We first disagree with the Ogunfeyimis' contention that the warrant was so overbroad and lacking in probable cause as to preclude reliance on it by the Customs officers. The warrant was not "so facially deficient--i.e., in failing to particularize the place to be searched or the things to be seized--that the executing officers [could] not reasonably presume it to be valid." United States v. Leon, 468 U.S. 897, 923 (1984). Nor was the warrant " 'so lacking in indicia of probable cause as to render official belief in its existence entirely unreasonable.' " Id. (quoting Brown v. Illinois, 422 U.S. 590, 610-11 (1975) (Powell, J., concurring in part)).
The Ogunfeyimis argue alternatively that the execution of the search grossly exceeded the mandate of the warrant and was thus an illegal general search. We must gauge the warrant's execution, however, in light of the condition of the searched premises. The house was in unsanitary disarray, cluttered with dirty diapers and other garbage. Under the circumstances, a wider ranging search was necessary to isolate the items described in the warrant, and we do not feel that the search for financial records deteriorated into a " 'general, exploratory rummaging in a person's belongings' proscribed by the fourth amendment." United States v. Fawole, 785 F.2d 1141, 1144 (4th Cir. 1986) (quoting Coolidge v. New Hampshire, 403 U.S. 443, 467 (1971)).

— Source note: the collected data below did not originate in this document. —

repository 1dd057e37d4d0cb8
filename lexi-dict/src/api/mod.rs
//! HTTP API handlers for lexi-dict

pub mod auth;
pub mod dictionary;
pub mod health;
pub mod import;
pub mod languages;
pub mod users;
pub mod words;

pub use auth::{require_user, CurrentUser};
pub use dictionary::index;
pub use health::health_routes;
pub use import::add_words_from_file;
pub use languages::{add_language, delete_language, edit_language, language_detail, list_languages};
pub use users::sign_up;
pub use words::{add_word, delete_word, edit_word, list_words, word_detail};

use serde::Deserialize;
use uuid::Uuid;

use crate::error::{ApiError, ApiResult};

/// `?page=` on list endpoints, kept raw so bad values fall back to page 1
#[derive(Debug, Default, Deserialize)]
pub struct PageQuery {
    pub page: Option<String>,
}

/// Parse an id path segment; anything that is not a UUID cannot exist
pub(crate) fn parse_id(raw: &str) -> ApiResult<Uuid> {
    Uuid::parse_str(raw).map_err(|_| ApiError::NotFound(format!("No item with id '{}'", raw)))
}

The Ogunfeyimis also argue that the government failed to prove beyond a reasonable doubt that the CMIR was not filed by or on behalf of Princess Ogunfeyimi, and that the government failed to prove Henry Ogunfeyimi's involvement in currency law violations. They also contend that the evidence failed to show a conspiracy to distribute a kilogram or more of heroin.
Our review is limited to "whether, viewing the evidence in the light most favorable to the government, any rational trier of facts could have found the defendant guilty beyond a reasonable doubt. We must consider circumstantial as well as direct evidence, and allow the government the benefit of all reasonable inferences from the facts proven to those sought to be established." United States v. Tresvant, 677 F.2d 1018, 1021 (4th Cir. 1982). Under this standard, we find the evidence sufficient. Henry Ogunfeyimi's complicity is amply demonstrated by his actions at the airport and his claim of ownership of the currency in question.

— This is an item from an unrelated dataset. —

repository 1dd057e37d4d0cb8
//! Database schema and initialization

pub mod init;

pub use init::*;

The heroin conspiracy is substantiated by the trace evidence of heroin and cutting agents found in the Ogunfeyimi residence as well as the $137,785 in their possession. A veteran drug enforcement officer testified that this sum could purchase one and one-half kilograms of heroin. Other evidence included the Ogunfeyimis' extensive shuttling abroad and their possession of a triple beam scale, an anti-bugging device, and a telephone beeper.

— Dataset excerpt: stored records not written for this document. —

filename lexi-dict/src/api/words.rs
//! Word CRUD handlers
//!
//! A word is always created and edited together with one hint and one
//! translation, inside a single transaction.

use axum::{
    extract::{Path, Query, State},
    http::StatusCode,
    Json,
};
use lexi_common::models::{Hint, Language, NewHint, NewTranslation, NewWord, Translation, Word};
use serde::{Deserialize, Serialize};
use sqlx::SqliteConnection;
use tracing::info;
use uuid::Uuid;

use super::auth::{authorize_owner, CurrentUser};
use super::{parse_id, PageQuery};
use crate::db::{hints, languages, translations, words};
use crate::error::{ApiError, ApiResult};
use crate::pagination::{calculate_pagination, parse_page, Page};
use crate::AppState;

/// Word, hint and translation submitted together
#[derive(Debug, Deserialize)]
pub struct WordForm {
    pub word: String,
    pub word_language: Uuid,
    pub description: String,
    pub hint: String,
    pub translation: String,
    pub translation_language: Uuid,
}

impl WordForm {
    fn candidates(&self, user_id: Uuid, word_id: Uuid) -> (NewWord, NewHint, NewTranslation) {
        (
            NewWord {
                user_id,
                text: self.word.trim().to_string(),
                language_id: self.word_language,
                description: self.description.trim().to_string(),
            },
            NewHint {
                user_id,
                word_id,
                text: self.hint.trim().to_string(),
            },
            NewTranslation {
                user_id,
                word_id,
                language_id: self.translation_language,
                text: self.translation.trim().to_string(),
            },
        )
    }
}

#[derive(Debug, Serialize)]
pub struct WordDetail {
    pub word: Word,
    pub language: Language,
    pub hints: Vec<Hint>,
    pub translations: Vec<Translation>,
}

async fn owned_word(conn: &mut SqliteConnection, id: Uuid, user: &CurrentUser) -> ApiResult<Word> {
    let word = words::find_word(conn, id)
        .await?
        .ok_or_else(|| ApiError::NotFound(format!("Word {} not found", id)))?;
    authorize_owner(word.user_id, user)?;
    Ok(word)
}

/// Language chosen in a form must be one of the caller's own
async fn form_language(
    conn: &mut SqliteConnection,
    id: Uuid,
    user: &CurrentUser,
    field: &str,
) -> ApiResult<Language> {
    match languages::find_language(conn, id).await? {
        Some(language) if language.user_id == user.id => Ok(language),
        _ => Err(ApiError::BadRequest(format!(
            "Select a valid choice for {}; that language is not available",
            field
        ))),
    }
}

async fn word_detail_for(
    conn: &mut SqliteConnection,
    word: Word,
    user: &CurrentUser,
) -> ApiResult<WordDetail> {
    let language = languages::find_language(conn, word.language_id)
        .await?
        .ok_or_else(|| ApiError::Internal(format!("Word {} has no language", word.id)))?;
    let hints = hints::hints_for_word(conn, user.id, word.id).await?;
    let translations = translations::translations_for_word(conn, user.id, word.id).await?;

    Ok(WordDetail {
        word,
        language,
        hints,
        translations,
    })
}

/// GET /api/words?page=
pub async fn list_words(
    State(state): State<AppState>,
    user: CurrentUser,
    Query(query): Query<PageQuery>,
) -> ApiResult<Json<Page<Word>>> {
    let mut conn = state.db.acquire().await?;

    let total = words::count_words(&mut conn, user.id).await?;
    let pagination = calculate_pagination(
        total,
        parse_page(query.page.as_deref()),
        state.settings.page_size,
    );
    let items =
        words::list_words(&mut conn, user.id, pagination.page_size, pagination.offset).await?;

    Ok(Json(Page::new(pagination, items)))
}

/// POST /api/words
pub async fn add_word(
    State(state): State<AppState>,
    user: CurrentUser,
    Json(form): Json<WordForm>,
) -> ApiResult<(StatusCode, Json<WordDetail>)> {
    let (new_word, mut new_hint, mut new_translation) = form.candidates(user.id, Uuid::nil());
    new_word.validate()?;
    new_hint.validate()?;
    new_translation.validate()?;

    let mut tx = state.db.begin().await?;
    form_language(&mut tx, form.word_language, &user, "word_language").await?;
    form_language(&mut tx, form.translation_language, &user, "translation_language").await?;

    let word = words::insert_word(&mut tx, &new_word).await?;
    new_hint.word_id = word.id;
    new_translation.word_id = word.id;
    hints::insert_hint(&mut tx, &new_hint).await?;
    translations::insert_translation(&mut tx, &new_translation).await?;

    let detail = word_detail_for(&mut tx, word, &user).await?;
    tx.commit().await?;

    info!(user_id = %user.id, word_id = %detail.word.id, "Word added");

    Ok((StatusCode::CREATED, Json(detail)))
}

/// GET /api/words/:id
pub async fn word_detail(
    State(state): State<AppState>,
    user: CurrentUser,
    Path(id): Path<String>,
) -> ApiResult<Json<WordDetail>> {
    let id = parse_id(&id)?;
    let mut conn = state.db.acquire().await?;
    let word = owned_word(&mut conn, id, &user).await?;

    Ok(Json(word_detail_for(&mut conn, word, &user).await?))
}

/// PUT /api/words/:id
///
/// Updates the word with its first hint and first translation, adding
/// either one if the word has none.
pub async fn edit_word(
    State(state): State<AppState>,
    user: CurrentUser,
    Path(id): Path<String>,
    Json(form): Json<WordForm>,
) -> ApiResult<Json<WordDetail>> {
    let id = parse_id(&id)?;

    let mut tx = state.db.begin().await?;
    let word = owned_word(&mut tx, id, &user).await?;

    let (new_word, new_hint, new_translation) = form.candidates(user.id, word.id);
    new_word.validate()?;
    new_hint.validate()?;
    new_translation.validate()?;
    form_language(&mut tx, form.word_language, &user, "word_language").await?;
    form_language(&mut tx, form.translation_language, &user, "translation_language").await?;

    words::update_word(
        &mut tx,
        id,
        &new_word.text,
        new_word.language_id,
        &new_word.description,
    )
    .await?;

    match hints::hints_for_word(&mut tx, user.id, id).await?.first() {
        Some(hint) => hints::update_hint(&mut tx, hint.id, &new_hint.text).await?,
        None => {
            hints::insert_hint(&mut tx, &new_hint).await?;
        }
    }

    match translations::translations_for_word(&mut tx, user.id, id)
        .await?
        .first()
    {
        Some(translation) => {
            translations::update_translation(
                &mut tx,
                translation.id,
                &new_translation.text,
                new_translation.language_id,
            )
            .await?
        }
        None => {
            translations::insert_translation(&mut tx, &new_translation).await?;
        }
    }

    let word = owned_word(&mut tx, id, &user).await?;
    let detail = word_detail_for(&mut tx, word, &user).await?;
    tx.commit().await?;

    info!(user_id = %user.id, word_id = %id, "Word updated");

    Ok(Json(detail))
}

/// DELETE /api/words/:id
pub async fn delete_word(
    State(state): State<AppState>,
    user: CurrentUser,
    Path(id): Path<String>,
) -> ApiResult<StatusCode> {
    let id = parse_id(&id)?;
    let mut conn = state.db.acquire().await?;
    owned_word(&mut conn, id, &user).await?;

    words::delete_word(&mut conn, id).await?;
    info!(user_id = %user.id, word_id = %id, "Word deleted");

    Ok(StatusCode::NO_CONTENT)
}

Finally, the Ogunfeyimis claim they were unfairly prejudiced by the testimony of a police expert and by remarks in the government's opening statement and in its rebuttal argument. We conclude that the trial judge's decision to allow the expert testimony was not an abuse of discretion, see Scott v. Sears, Roebuck & Co., 789 F.2d 1052, 1055 (4th Cir. 1986), and that any error in the rulings concerning the remarks of the prosecution were harmless beyond a reasonable doubt, see United States v. Hasting, 461 U.S. 499, 510 (1983). Most of the disputed prosecutorial remarks prompted defense objections, which were sustained by the court and followed by curative instructions.